(MATERIAL FOR THIS EXERCISE)
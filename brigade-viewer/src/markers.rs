//! Viewer-side marker reconciliation.
//!
//! Live updates and polled store rows flow through [`MarkerSet::apply`].
//! Applying is idempotent and order-tolerant: a record older than the one
//! already held for its unit is ignored, so a late poll never drags a marker
//! back to where it used to be. A server snapshot is the exception; it mirrors
//! the server cache and always wins.

use brigade_common::{LatLng, PositionRecord, UnitMeta};
use std::collections::{HashMap, HashSet};

use crate::animation::{Animation, DEFAULT_STEPS};

#[derive(Debug, Clone, PartialEq)]
pub struct Marker {
    /// Where the marker is currently drawn
    pub rendered: LatLng,
    /// Last position reported for the unit
    pub target: LatLng,
    /// Timestamp of the record `target` came from
    pub ts: i64,
    pub meta: UnitMeta,
    animation: Option<Animation>,
}

impl Marker {
    fn placed(record: &PositionRecord) -> Self {
        Self {
            rendered: record.position(),
            target: record.position(),
            ts: record.timestamp,
            meta: record.meta.clone(),
            animation: None,
        }
    }

    pub fn is_animating(&self) -> bool {
        self.animation.is_some()
    }
}

/// What applying one record did.
#[derive(Debug, Clone, Copy, PartialEq, Eq)]
pub enum Reconciled {
    /// First sighting; drawn directly at its position
    Created,
    /// New target; the marker glides there from where it is drawn now
    Moved,
    /// Same position as the current target; metadata refreshed
    Unchanged,
    /// Older than what is held; ignored
    Stale,
}

/// Summary of a snapshot merge.
#[derive(Debug, Clone, Default, PartialEq, Eq)]
pub struct SnapshotOutcome {
    pub created: Vec<String>,
    pub moved: Vec<String>,
    pub removed: Vec<String>,
}

#[derive(Debug)]
pub struct MarkerSet {
    markers: HashMap<String, Marker>,
    steps: u32,
}

impl Default for MarkerSet {
    fn default() -> Self {
        Self::new(DEFAULT_STEPS)
    }
}

impl MarkerSet {
    pub fn new(steps: u32) -> Self {
        Self {
            markers: HashMap::new(),
            steps,
        }
    }

    pub fn get(&self, unit_id: &str) -> Option<&Marker> {
        self.markers.get(unit_id)
    }

    pub fn len(&self) -> usize {
        self.markers.len()
    }

    pub fn is_empty(&self) -> bool {
        self.markers.is_empty()
    }

    /// Merge one record into the set.
    pub fn apply(&mut self, record: &PositionRecord) -> Reconciled {
        self.merge(record, false)
    }

    fn merge(&mut self, record: &PositionRecord, authoritative: bool) -> Reconciled {
        let Some(marker) = self.markers.get_mut(&record.unit_id) else {
            self.markers
                .insert(record.unit_id.clone(), Marker::placed(record));
            return Reconciled::Created;
        };

        if !authoritative && record.timestamp < marker.ts {
            return Reconciled::Stale;
        }

        marker.ts = record.timestamp;
        marker.meta = record.meta.clone();

        let target = record.position();
        if target == marker.target {
            return Reconciled::Unchanged;
        }

        // restart from the drawn position, not the old target
        marker.target = target;
        marker.animation = Some(Animation::new(marker.rendered, target, self.steps));
        Reconciled::Moved
    }

    /// Make the set match a server snapshot: units missing from it are
    /// removed and every target is taken from it, even when an earlier
    /// message carried a newer timestamp.
    pub fn apply_snapshot(&mut self, records: &[PositionRecord]) -> SnapshotOutcome {
        let keep: HashSet<&str> = records.iter().map(|r| r.unit_id.as_str()).collect();
        let mut outcome = SnapshotOutcome::default();

        self.markers.retain(|unit_id, _| {
            let kept = keep.contains(unit_id.as_str());
            if !kept {
                outcome.removed.push(unit_id.clone());
            }
            kept
        });

        for record in records {
            match self.merge(record, true) {
                Reconciled::Created => outcome.created.push(record.unit_id.clone()),
                Reconciled::Moved => outcome.moved.push(record.unit_id.clone()),
                Reconciled::Unchanged | Reconciled::Stale => {}
            }
        }
        outcome
    }

    /// Advance every running animation by one frame.
    ///
    /// Returns the markers whose drawn position changed.
    pub fn step(&mut self) -> Vec<(String, LatLng)> {
        let mut moved = Vec::new();
        for (unit_id, marker) in self.markers.iter_mut() {
            let Some(animation) = marker.animation.as_mut() else {
                continue;
            };
            marker.rendered = animation.advance();
            if animation.is_finished() {
                marker.rendered = marker.target;
                marker.animation = None;
            }
            moved.push((unit_id.clone(), marker.rendered));
        }
        moved
    }
}

#[cfg(test)]
mod tests {
    use super::*;

    fn record(unit: &str, lat: f64, lng: f64, ts: i64) -> PositionRecord {
        PositionRecord {
            unit_id: unit.to_string(),
            lat,
            lng,
            timestamp: ts,
            meta: UnitMeta::default(),
        }
    }

    fn run_frames(set: &mut MarkerSet, frames: u32) {
        for _ in 0..frames {
            set.step();
        }
    }

    #[test]
    fn test_first_sighting_is_placed_without_animation() {
        let mut set = MarkerSet::default();
        assert_eq!(set.apply(&record("U1", -12.05, -77.03, 1)), Reconciled::Created);

        let marker = set.get("U1").unwrap();
        assert_eq!(marker.rendered, LatLng::new(-12.05, -77.03));
        assert!(!marker.is_animating());
        assert!(set.step().is_empty());
    }

    #[test]
    fn test_update_glides_to_target() {
        let mut set = MarkerSet::new(15);
        set.apply(&record("U1", -12.05, -77.03, 1));
        assert_eq!(set.apply(&record("U1", -12.06, -77.04, 2)), Reconciled::Moved);

        // target jumps immediately, drawn position does not
        let marker = set.get("U1").unwrap();
        assert_eq!(marker.target, LatLng::new(-12.06, -77.04));
        assert_eq!(marker.rendered, LatLng::new(-12.05, -77.03));

        run_frames(&mut set, 15);
        let marker = set.get("U1").unwrap();
        assert_eq!(marker.rendered, LatLng::new(-12.06, -77.04));
        assert!(!marker.is_animating());
    }

    #[test]
    fn test_mid_animation_update_restarts_from_drawn_position() {
        let mut set = MarkerSet::new(10);
        set.apply(&record("U1", 0.0, 0.0, 1));
        set.apply(&record("U1", 10.0, 0.0, 2));
        run_frames(&mut set, 5);
        let halfway = set.get("U1").unwrap().rendered;
        assert!((halfway.lat - 5.0).abs() < 1e-9);

        set.apply(&record("U1", 10.0, 10.0, 3));
        let moved = set.step();

        // one step from (5, 0) toward (10, 10), never back toward the old target
        let (_, pos) = &moved[0];
        assert!((pos.lat - 5.5).abs() < 1e-9);
        assert!((pos.lng - 1.0).abs() < 1e-9);

        run_frames(&mut set, 9);
        assert_eq!(set.get("U1").unwrap().rendered, LatLng::new(10.0, 10.0));
    }

    #[test]
    fn test_stale_record_does_not_regress() {
        let mut set = MarkerSet::default();
        set.apply(&record("U1", 1.0, 1.0, 200));

        assert_eq!(set.apply(&record("U1", 0.0, 0.0, 100)), Reconciled::Stale);
        assert_eq!(set.get("U1").unwrap().target, LatLng::new(1.0, 1.0));
    }

    #[test]
    fn test_snapshot_overrides_newer_local_target() {
        let mut set = MarkerSet::default();
        set.apply(&record("U1", 2.0, 2.0, 200));
        assert_eq!(set.apply(&record("U1", 1.0, 1.0, 100)), Reconciled::Stale);

        let outcome = set.apply_snapshot(&[record("U1", 1.0, 1.0, 100)]);

        assert_eq!(outcome.moved, vec!["U1".to_string()]);
        let marker = set.get("U1").unwrap();
        assert_eq!(marker.target, LatLng::new(1.0, 1.0));
        assert_eq!(marker.ts, 100);
        // later live updates are judged against the snapshot's timestamp
        assert_eq!(set.apply(&record("U1", 3.0, 3.0, 150)), Reconciled::Moved);
    }

    #[test]
    fn test_reapplying_same_record_is_idempotent() {
        let mut set = MarkerSet::default();
        let r = record("U1", 1.0, 1.0, 200);
        set.apply(&r);

        assert_eq!(set.apply(&r), Reconciled::Unchanged);
        assert!(!set.get("U1").unwrap().is_animating());
    }

    #[test]
    fn test_snapshot_replaces_set() {
        let mut set = MarkerSet::default();
        set.apply(&record("gone", 0.0, 0.0, 1));
        set.apply(&record("U1", 0.0, 0.0, 1));

        let outcome = set.apply_snapshot(&[
            record("U1", 1.0, 1.0, 5),
            record("U2", 2.0, 2.0, 5),
        ]);

        assert_eq!(outcome.removed, vec!["gone".to_string()]);
        assert_eq!(outcome.created, vec!["U2".to_string()]);
        assert_eq!(outcome.moved, vec!["U1".to_string()]);
        assert_eq!(set.len(), 2);
        // new units appear in place
        assert_eq!(set.get("U2").unwrap().rendered, LatLng::new(2.0, 2.0));
        assert_eq!(set.get("U1").unwrap().target, LatLng::new(1.0, 1.0));
    }

    #[test]
    fn test_metadata_follows_latest_record() {
        let mut set = MarkerSet::default();
        set.apply(&record("U1", 0.0, 0.0, 1));
        let mut newer = record("U1", 0.0, 0.0, 2);
        newer.meta.zone = Some("Sur".to_string());
        set.apply(&newer);

        assert_eq!(set.get("U1").unwrap().meta.zone.as_deref(), Some("Sur"));
    }
}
(End MATERIAL FOR THIS EXERCISE)
▶ **EXERCISE BRIEF**:
From the opening line of the data above, please print each line as written up to and including the line that contains "pub enum Reconciled", and nothing more.

▶ **EXERCISE RESULT**:
filename brigade-viewer/src/markers.rs
//! Viewer-side marker reconciliation.
//!
//! Live updates and polled store rows flow through [`MarkerSet::apply`].
//! Applying is idempotent and order-tolerant: a record older than the one
//! already held for its unit is ignored, so a late poll never drags a marker
//! back to where it used to be. A server snapshot is the exception; it mirrors
//! the server cache and always wins.

use brigade_common::{LatLng, PositionRecord, UnitMeta};
use std::collections::{HashMap, HashSet};

use crate::animation::{Animation, DEFAULT_STEPS};

#[derive(Debug, Clone, PartialEq)]
pub struct Marker {
    /// Where the marker is currently drawn
    pub rendered: LatLng,
    /// Last position reported for the unit
    pub target: LatLng,
    /// Timestamp of the record `target` came from
    pub ts: i64,
    pub meta: UnitMeta,
    animation: Option<Animation>,
}

impl Marker {
    fn placed(record: &PositionRecord) -> Self {
        Self {
            rendered: record.position(),
            target: record.position(),
            ts: record.timestamp,
            meta: record.meta.clone(),
            animation: None,
        }
    }

    pub fn is_animating(&self) -> bool {
        self.animation.is_some()
    }
}

/// What applying one record did.
#[derive(Debug, Clone, Copy, PartialEq, Eq)]
pub enum Reconciled {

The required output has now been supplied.